PROBLEM DESCRIPTION >>
Transcribe the data exactly.

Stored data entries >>
Content starts

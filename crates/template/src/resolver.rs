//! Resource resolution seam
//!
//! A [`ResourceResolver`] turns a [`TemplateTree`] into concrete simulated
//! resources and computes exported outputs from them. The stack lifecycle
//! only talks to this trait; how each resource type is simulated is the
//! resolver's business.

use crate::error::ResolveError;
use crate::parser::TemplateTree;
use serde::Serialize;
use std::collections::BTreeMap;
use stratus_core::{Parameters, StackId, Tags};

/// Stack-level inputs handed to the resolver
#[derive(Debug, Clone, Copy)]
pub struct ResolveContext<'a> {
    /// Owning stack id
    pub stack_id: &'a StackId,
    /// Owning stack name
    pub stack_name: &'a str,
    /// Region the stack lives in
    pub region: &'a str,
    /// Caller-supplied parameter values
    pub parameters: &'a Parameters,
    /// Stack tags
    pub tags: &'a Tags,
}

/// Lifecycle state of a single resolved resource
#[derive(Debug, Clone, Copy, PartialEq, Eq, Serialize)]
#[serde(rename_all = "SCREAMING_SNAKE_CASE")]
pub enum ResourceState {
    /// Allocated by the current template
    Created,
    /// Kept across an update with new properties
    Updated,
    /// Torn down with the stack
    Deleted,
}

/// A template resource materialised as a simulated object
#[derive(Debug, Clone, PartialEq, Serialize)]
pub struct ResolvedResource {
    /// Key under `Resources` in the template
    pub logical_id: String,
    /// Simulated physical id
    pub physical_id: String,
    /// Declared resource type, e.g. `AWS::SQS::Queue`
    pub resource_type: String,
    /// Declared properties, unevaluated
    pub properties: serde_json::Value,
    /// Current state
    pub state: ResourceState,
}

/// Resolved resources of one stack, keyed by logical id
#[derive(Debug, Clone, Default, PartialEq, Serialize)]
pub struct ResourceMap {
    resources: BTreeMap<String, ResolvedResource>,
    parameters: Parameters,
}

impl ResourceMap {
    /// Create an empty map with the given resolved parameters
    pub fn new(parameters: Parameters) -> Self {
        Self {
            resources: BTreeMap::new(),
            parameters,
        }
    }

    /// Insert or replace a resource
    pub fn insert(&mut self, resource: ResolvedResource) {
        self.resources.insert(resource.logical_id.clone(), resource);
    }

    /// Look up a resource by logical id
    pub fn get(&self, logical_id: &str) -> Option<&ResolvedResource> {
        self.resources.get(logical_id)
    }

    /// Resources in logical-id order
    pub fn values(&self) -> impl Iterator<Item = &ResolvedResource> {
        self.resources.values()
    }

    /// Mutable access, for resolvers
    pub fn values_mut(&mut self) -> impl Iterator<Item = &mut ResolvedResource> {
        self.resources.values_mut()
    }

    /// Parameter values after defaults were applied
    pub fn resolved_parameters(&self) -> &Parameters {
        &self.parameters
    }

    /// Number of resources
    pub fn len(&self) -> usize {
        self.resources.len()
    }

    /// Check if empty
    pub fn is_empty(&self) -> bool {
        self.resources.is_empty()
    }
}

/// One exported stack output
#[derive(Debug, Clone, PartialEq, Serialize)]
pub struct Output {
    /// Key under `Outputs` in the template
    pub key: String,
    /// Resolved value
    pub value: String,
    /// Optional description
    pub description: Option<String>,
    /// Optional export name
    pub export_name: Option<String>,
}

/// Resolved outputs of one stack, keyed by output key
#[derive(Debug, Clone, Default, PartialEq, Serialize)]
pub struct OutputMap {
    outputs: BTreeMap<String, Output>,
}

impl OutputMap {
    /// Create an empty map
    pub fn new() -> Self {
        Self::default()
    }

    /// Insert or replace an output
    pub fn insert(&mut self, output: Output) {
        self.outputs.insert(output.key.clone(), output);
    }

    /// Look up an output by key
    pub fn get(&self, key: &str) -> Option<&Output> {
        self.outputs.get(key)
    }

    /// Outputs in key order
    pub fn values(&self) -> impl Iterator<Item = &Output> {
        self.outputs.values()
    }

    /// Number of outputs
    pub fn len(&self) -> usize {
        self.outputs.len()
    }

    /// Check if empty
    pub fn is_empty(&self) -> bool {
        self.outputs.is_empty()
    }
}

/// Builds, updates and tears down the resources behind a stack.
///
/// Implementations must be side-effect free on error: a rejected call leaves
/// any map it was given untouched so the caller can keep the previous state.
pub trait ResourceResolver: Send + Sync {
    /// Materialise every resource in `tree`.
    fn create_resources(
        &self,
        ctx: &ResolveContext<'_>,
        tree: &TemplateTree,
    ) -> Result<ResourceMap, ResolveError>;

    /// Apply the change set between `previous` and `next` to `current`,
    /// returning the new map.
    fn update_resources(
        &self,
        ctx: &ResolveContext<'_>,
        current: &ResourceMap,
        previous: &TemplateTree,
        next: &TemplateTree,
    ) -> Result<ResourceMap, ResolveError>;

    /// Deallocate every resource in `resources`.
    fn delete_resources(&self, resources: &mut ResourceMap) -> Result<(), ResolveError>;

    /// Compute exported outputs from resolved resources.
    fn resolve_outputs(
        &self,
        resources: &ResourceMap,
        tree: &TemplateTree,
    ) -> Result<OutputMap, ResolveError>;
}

Content ends

WORKED SOLUTION >>
filename crates/template/src/resolver.rs
//! Resource resolution seam
//!
//! A [`ResourceResolver`] turns a [`TemplateTree`] into concrete simulated
//! resources and computes exported outputs from them. The stack lifecycle
//! only talks to this trait; how each resource type is simulated is the
//! resolver's business.

use crate::error::ResolveError;
use crate::parser::TemplateTree;
use serde::Serialize;
use std::collections::BTreeMap;
use stratus_core::{Parameters, StackId, Tags};

/// Stack-level inputs handed to the resolver
#[derive(Debug, Clone, Copy)]
pub struct ResolveContext<'a> {
    /// Owning stack id
    pub stack_id: &'a StackId,
    /// Owning stack name
    pub stack_name: &'a str,
    /// Region the stack lives in
    pub region: &'a str,
    /// Caller-supplied parameter values
    pub parameters: &'a Parameters,
    /// Stack tags
    pub tags: &'a Tags,
}

/// Lifecycle state of a single resolved resource
#[derive(Debug, Clone, Copy, PartialEq, Eq, Serialize)]
#[serde(rename_all = "SCREAMING_SNAKE_CASE")]
pub enum ResourceState {
    /// Allocated by the current template
    Created,
    /// Kept across an update with new properties
    Updated,
    /// Torn down with the stack
    Deleted,
}

/// A template resource materialised as a simulated object
#[derive(Debug, Clone, PartialEq, Serialize)]
pub struct ResolvedResource {
    /// Key under `Resources` in the template
    pub logical_id: String,
    /// Simulated physical id
    pub physical_id: String,
    /// Declared resource type, e.g. `AWS::SQS::Queue`
    pub resource_type: String,
    /// Declared properties, unevaluated
    pub properties: serde_json::Value,
    /// Current state
    pub state: ResourceState,
}

/// Resolved resources of one stack, keyed by logical id
#[derive(Debug, Clone, Default, PartialEq, Serialize)]
pub struct ResourceMap {
    resources: BTreeMap<String, ResolvedResource>,
    parameters: Parameters,
}

impl ResourceMap {
    /// Create an empty map with the given resolved parameters
    pub fn new(parameters: Parameters) -> Self {
        Self {
            resources: BTreeMap::new(),
            parameters,
        }
    }

    /// Insert or replace a resource
    pub fn insert(&mut self, resource: ResolvedResource) {
        self.resources.insert(resource.logical_id.clone(), resource);
    }

    /// Look up a resource by logical id
    pub fn get(&self, logical_id: &str) -> Option<&ResolvedResource> {
        self.resources.get(logical_id)
    }

    /// Resources in logical-id order
    pub fn values(&self) -> impl Iterator<Item = &ResolvedResource> {
        self.resources.values()
    }

    /// Mutable access, for resolvers
    pub fn values_mut(&mut self) -> impl Iterator<Item = &mut ResolvedResource> {
        self.resources.values_mut()
    }

    /// Parameter values after defaults were applied
    pub fn resolved_parameters(&self) -> &Parameters {
        &self.parameters
    }

    /// Number of resources
    pub fn len(&self) -> usize {
        self.resources.len()
    }

    /// Check if empty
    pub fn is_empty(&self) -> bool {
        self.resources.is_empty()
    }
}

/// One exported stack output
#[derive(Debug, Clone, PartialEq, Serialize)]
pub struct Output {
    /// Key under `Outputs` in the template
    pub key: String,
    /// Resolved value
    pub value: String,
    /// Optional description
    pub description: Option<String>,
    /// Optional export name
    pub export_name: Option<String>,
}

/// Resolved outputs of one stack, keyed by output key
#[derive(Debug, Clone, Default, PartialEq, Serialize)]
pub struct OutputMap {
    outputs: BTreeMap<String, Output>,
}

impl OutputMap {
    /// Create an empty map
    pub fn new() -> Self {
        Self::default()
    }

    /// Insert or replace an output
    pub fn insert(&mut self, output: Output) {
        self.outputs.insert(output.key.clone(), output);
    }

    /// Look up an output by key
    pub fn get(&self, key: &str) -> Option<&Output> {
        self.outputs.get(key)
    }

    /// Outputs in key order
    pub fn values(&self) -> impl Iterator<Item = &Output> {
        self.outputs.values()
    }

    /// Number of outputs
    pub fn len(&self) -> usize {
        self.outputs.len()
    }

    /// Check if empty
    pub fn is_empty(&self) -> bool {
        self.outputs.is_empty()
    }
}

/// Builds, updates and tears down the resources behind a stack.
///
/// Implementations must be side-effect free on error: a rejected call leaves
/// any map it was given untouched so the caller can keep the previous state.
pub trait ResourceResolver: Send + Sync {
    /// Materialise every resource in `tree`.
    fn create_resources(
        &self,
        ctx: &ResolveContext<'_>,
        tree: &TemplateTree,
    ) -> Result<ResourceMap, ResolveError>;

    /// Apply the change set between `previous` and `next` to `current`,
    /// returning the new map.
    fn update_resources(
        &self,
        ctx: &ResolveContext<'_>,
        current: &ResourceMap,
        previous: &TemplateTree,
        next: &TemplateTree,
    ) -> Result<ResourceMap, ResolveError>;

    /// Deallocate every resource in `resources`.
    fn delete_resources(&self, resources: &mut ResourceMap) -> Result<(), ResolveError>;

    /// Compute exported outputs from resolved resources.
    fn resolve_outputs(
        &self,
        resources: &ResourceMap,
        tree: &TemplateTree,
    ) -> Result<OutputMap, ResolveError>;
}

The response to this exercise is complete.